• _Extracted data_:
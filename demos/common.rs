//! Shared utilities for demos.
//!
//! Provides common functionality used across all demos:
//! - Command-line argument parsing
//! - Logging initialization
//! - Graceful exit handling

#![allow(dead_code)]

// ============================================================================
// Imports
// ============================================================================

use tracing_subscriber::EnvFilter;

// ============================================================================
// Types
// ============================================================================

/// Command-line arguments for demos.
#[derive(Debug, Clone)]
pub struct Args {
    /// Server host, from `--host <host>` (default `127.0.0.1:8080`).
    pub host: String,
    /// Connect with `wss://`.
    pub tls: bool,
    /// Parameter ids given as plain arguments.
    pub parameters: Vec<u64>,
    pub debug: bool,
    pub no_wait: bool,
}

impl Args {
    /// Parse command-line arguments.
    pub fn parse() -> Self {
        let args: Vec<String> = std::env::args().skip(1).collect();
        let host = args
            .iter()
            .position(|a| a == "--host")
            .and_then(|i| args.get(i + 1))
            .cloned()
            .unwrap_or_else(|| "127.0.0.1:8080".to_string());

        Self {
            tls: args.iter().any(|a| a == "--tls"),
            debug: args.iter().any(|a| a == "--debug"),
            no_wait: args.iter().any(|a| a == "--no-wait"),
            parameters: args.iter().filter_map(|a| a.parse().ok()).collect(),
            host,
        }
    }
}

// ============================================================================
// Functions
// ============================================================================

/// Initialize tracing/logging.
pub fn init_logging(debug: bool) {
    let filter = if debug {
        "vpca_client=debug"
    } else {
        "vpca_client=info"
    };

    tracing_subscriber::fmt()
        .with_env_filter(EnvFilter::new(filter))
        .with_target(false)
        .init();
}

/// Wait for Ctrl+C or skip if `--no-wait` flag is set.
pub async fn wait_for_exit(no_wait: bool) {
    if no_wait {
        println!("[--no-wait] Skipping wait");
        return;
    }

    println!("Press Ctrl+C to exit...");
    tokio::signal::ctrl_c().await.ok();
}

• _What is being asked_:
Every line of the material that holds the word "common" must be found and copied.

• _Response below_:
filename demos/common.rs
//! Provides common functionality used across all demos:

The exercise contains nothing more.